Radioligand-binding studies were performed in primary cultured human airway epithelial cells with [H-3]PAF to determine whether these cells express platelet-activating factor (PAF) receptors. Scatchard analysis of PAF binding data revealed a single class of PAF binding sites with K-d 1.8+/-0.2 nM and B-max. 21.0+/-2.1 fmol/10(6) cells (13 000 receptors/cell). PAF binding increased the intracellular free Ca2+ concentration ([Ca-2](i)), indicating functional PAF receptors. Palmitate (C-16:0), linoleic acid (C-18:2 omega 6) or eicosapentaenoic acid (C-20:5 omega 3) was incubated with the cells to test the effect on PAF binding.

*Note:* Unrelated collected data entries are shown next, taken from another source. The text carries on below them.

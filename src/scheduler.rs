
use crate::collector::ResponseCollector;
use crate::emitter::{BatchEmitter, EmitReport};
use crate::points::{Point, PointList};
use crate::protocol::{Outcome, ProtocolClient, ProtocolError, ReadRequest};
use crate::sink::RecordSink;
use chrono::Utc;
use std::future::Future;
use std::sync::atomic::{AtomicU64, Ordering};
use std::sync::{Arc, Mutex, MutexGuard};
use std::time::{Duration, Instant};
use tokio::task::JoinHandle;
use tokio::time::MissedTickBehavior;
use tokio_util::sync::CancellationToken;

/// Fault text for points a cycle did not read because the scheduler was stopping.
pub const CANCELLED: &str = "cancelled";

#[derive(Debug, Clone)]
pub struct SchedulerConfig {
    /// Upper bound on one read, retries included. Elapsed reads become `Fault("timeout")`.
    pub request_timeout: Duration,
    pub cycles_per_write: usize,
}

#[derive(Debug, Clone, Copy, PartialEq, Eq)]
pub enum CycleState {
    Idle,
    /// `issued` counts requests sent so far, including the one outstanding.
    Active {
        issued: usize,
        total: usize,
    },
    Draining,
}

#[derive(Debug, Default)]
pub struct CycleStats {
    pub cycles_started: AtomicU64,
    pub cycles_completed: AtomicU64,
    pub ticks_skipped: AtomicU64,
    pub faults: AtomicU64,
    pub records_submitted: AtomicU64,
    pub records_rejected: AtomicU64,
    pub records_dropped: AtomicU64,
    pub failed_writes: AtomicU64,
    pub last_cycle_micros: AtomicU64,
    pub last_cycle_unix_ms: AtomicU64,
}

impl CycleStats {
    pub fn new() -> Self {
        Self::default()
    }

    fn record_cycle(&self, report: &EmitReport, elapsed: Duration) {
        self.cycles_completed.fetch_add(1, Ordering::Relaxed);
        self.records_submitted
            .fetch_add(report.submitted as u64, Ordering::Relaxed);
        self.records_rejected
            .fetch_add(report.rejected as u64, Ordering::Relaxed);
        self.records_dropped
            .fetch_add(report.dropped as u64, Ordering::Relaxed);
        self.failed_writes
            .fetch_add(report.failed_writes as u64, Ordering::Relaxed);
        self.last_cycle_micros
            .store(elapsed.as_micros() as u64, Ordering::Relaxed);
        self.last_cycle_unix_ms
            .store(Utc::now().timestamp_millis() as u64, Ordering::Relaxed);
    }
}

/// Submits one read per point and bounds it by the request timeout.
#[derive(Clone)]
pub struct RequestIssuer {
    client: Arc<dyn ProtocolClient>,
    timeout: Duration,
}

impl RequestIssuer {
    pub fn new(client: Arc<dyn ProtocolClient>, timeout: Duration) -> Self {
        Self { client, timeout }
    }

    /// The returned future resolves exactly once. Errors and elapsed deadlines become faults.
    pub fn issue(&self, point: &Point) -> impl Future<Output = Outcome> + Send + 'static {
        let client = self.client.clone();
        let request = ReadRequest::for_point(point);
        let timeout = self.timeout;
        async move {
            match tokio::time::timeout(timeout, client.read_property(&request)).await {
                Ok(result) => result.into(),
                Err(_) => Err(ProtocolError::Timeout).into(),
            }
        }
    }
}

/// Drives poll cycles: one read at a time in point-list order, one batch per cycle,
/// never two cycles at once.
#[derive(Clone)]
pub struct CycleScheduler {
    inner: Arc<Inner>,
}

struct Inner {
    points: PointList,
    issuer: RequestIssuer,
    emitter: tokio::sync::Mutex<BatchEmitter>,
    state: Mutex<CycleState>,
    stats: Arc<CycleStats>,
    shutdown: CancellationToken,
}

/// Returns the scheduler to `Idle` when a cycle task ends, however it ends.
struct IdleOnDrop(Arc<Inner>);

impl Drop for IdleOnDrop {
    fn drop(&mut self) {
        *self.0.lock_state() = CycleState::Idle;
    }
}

impl CycleScheduler {
    pub fn new(
        points: PointList,
        client: Arc<dyn ProtocolClient>,
        sink: Arc<dyn RecordSink>,
        config: SchedulerConfig,
    ) -> Self {
        let inner = Inner {
            points,
            issuer: RequestIssuer::new(client, config.request_timeout),
            emitter: tokio::sync::Mutex::new(BatchEmitter::new(sink, config.cycles_per_write)),
            state: Mutex::new(CycleState::Idle),
            stats: Arc::new(CycleStats::new()),
            shutdown: CancellationToken::new(),
        };
        Self {
            inner: Arc::new(inner),
        }
    }

    pub fn state(&self) -> CycleState {
        *self.inner.lock_state()
    }

    pub fn stats(&self) -> Arc<CycleStats> {
        self.inner.stats.clone()
    }

    /// Starts a cycle unless one is still running. Returns the spawned cycle, or `None`
    /// when the tick was skipped.
    pub fn tick(&self) -> Option<JoinHandle<()>> {
        if self.inner.shutdown.is_cancelled() {
            tracing::debug!("scheduler stopped, ignoring tick");
            return None;
        }
        {
            let mut state = self.inner.lock_state();
            if *state != CycleState::Idle {
                self.inner.stats.ticks_skipped.fetch_add(1, Ordering::Relaxed);
                tracing::debug!(state = ?*state, "previous cycle still running, skipping tick");
                return None;
            }
            *state = CycleState::Active {
                issued: 0,
                total: self.inner.points.len(),
            };
        }
        self.inner.stats.cycles_started.fetch_add(1, Ordering::Relaxed);

        let guard = IdleOnDrop(self.inner.clone());
        Some(tokio::spawn(async move {
            guard.0.run_cycle().await;
            drop(guard);
        }))
    }

    /// Ticks every `interval` until cancelled, then waits for the running cycle and
    /// flushes any records held for coalescing.
    ///
    /// A cycle in progress at cancellation stops reading: the outstanding read and every
    /// point after it are recorded as `Fault("cancelled")` and the cycle is emitted as usual.
    pub async fn run(&self, interval: Duration, cancel: CancellationToken) {
        let mut ticker = tokio::time::interval(interval);
        ticker.set_missed_tick_behavior(MissedTickBehavior::Skip);
        let mut current: Option<JoinHandle<()>> = None;

        loop {
            tokio::select! {
                _ = cancel.cancelled() => {
                    self.inner.shutdown.cancel();
                    break;
                }
                _ = ticker.tick() => {
                    if let Some(handle) = self.tick() {
                        current = Some(handle);
                    }
                }
            }
        }

        if let Some(handle) = current {
            if let Err(err) = handle.await {
                tracing::error!(error = %err, "cycle task failed during shutdown");
            }
        }
        let mut emitter = self.inner.emitter.lock().await;
        tracing::debug!(pending = emitter.pending(), "flushing before shutdown");
        let report = emitter.flush().await;
        if report.submitted + report.rejected + report.dropped > 0 {
            tracing::info!(
                submitted = report.submitted,
                rejected = report.rejected,
                dropped = report.dropped,
                "flushed pending records on shutdown"
            );
        }
    }
}

impl Inner {
    fn lock_state(&self) -> MutexGuard<'_, CycleState> {
        self.state
            .lock()
            .unwrap_or_else(|poisoned| poisoned.into_inner())
    }

    fn set_state(&self, state: CycleState) {
        *self.lock_state() = state;
    }

    async fn run_cycle(&self) {
        let started = Instant::now();
        let snapshot = self.points.clone();
        let total = snapshot.len();
        let mut collector = ResponseCollector::new(total);
        let mut skipped = 0usize;

        for (index, point) in snapshot.iter().enumerate() {
            let outcome = if self.shutdown.is_cancelled() {
                skipped += 1;
                Outcome::Fault(CANCELLED.to_string())
            } else {
                self.set_state(CycleState::Active {
                    issued: index + 1,
                    total,
                });
                tokio::select! {
                    outcome = self.issuer.issue(point) => outcome,
                    _ = self.shutdown.cancelled() => {
                        skipped += 1;
                        Outcome::Fault(CANCELLED.to_string())
                    }
                }
            };
            match &outcome {
                Outcome::Fault(reason) if reason != CANCELLED => {
                    tracing::warn!(point = %point, index, error = %reason, "point read failed");
                }
                Outcome::Fault(_) => {}
                Outcome::Value(value) => {
                    tracing::trace!(point = %point, index, value = %value, "point read");
                }
            }
            if let Err(err) = collector.on_complete(outcome) {
                tracing::error!(error = %err, "abandoning cycle");
                return;
            }
        }

        if skipped > 0 {
            tracing::info!(skipped, total, "stopping mid-cycle; unread points recorded as cancelled");
        }
        self.set_state(CycleState::Draining);
        let timestamp = Utc::now();
        let outcomes = match collector.finish() {
            Ok(outcomes) => outcomes,
            Err(err) => {
                tracing::error!(error = %err, "abandoning cycle");
                return;
            }
        };
        let faults = outcomes.iter().filter(|outcome| outcome.is_fault()).count() as u64;
        self.stats.faults.fetch_add(faults, Ordering::Relaxed);

        let report = self
            .emitter
            .lock()
            .await
            .emit(&snapshot, &outcomes, timestamp)
            .await;
        let elapsed = started.elapsed();
        self.stats.record_cycle(&report, elapsed);
        tracing::info!(
            points = total,
            faults,
            submitted = report.submitted,
            rejected = report.rejected,
            dropped = report.dropped,
            pending = report.pending,
            micros = elapsed.as_micros() as u64,
            "cycle complete"
        );
    }
}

Incorporation of each fatty acid into cellular phospholipid occurred. [H-3]PAF (1 nM) binding decreased in cells supplemented with C-20:5 omega 3, but increased in the cells supplemented with C-16:0. Scatchard analysis revealed that the inhibition of PAF binding by supplementation with C-20:5 omega 3 was due to a decrease in both affinity and number of PAF receptors. PAF-stimulated increase in [Ca-2+](i) was also decreased by 60% in cells supplemented with C-20:5 omega 3. Verapamil, a Ca2+- channel blocker, and amiloride, a Na+-channel blocker, inhibited specific binding of [H-3]PAF to the cells, with IC50 4-5 mu M and 0.2 mM respectively. Diphenylamine-2-carboxylate (DPC), a Cl--channel blocker, dramatically increased PAF binding to the cell in a dose-dependent manner. Scatchard analysis revealed that verapamil and amiloride decreased both binding affinity and number of PAF receptors, whereas DPC increased PAF binding sites without affecting binding affinity. These results demonstrate that human airway epithelial cells have a functional receptor for PAF and that PAF receptor binding can be modulated by exogenous fatty acids and by ion-channel blockers.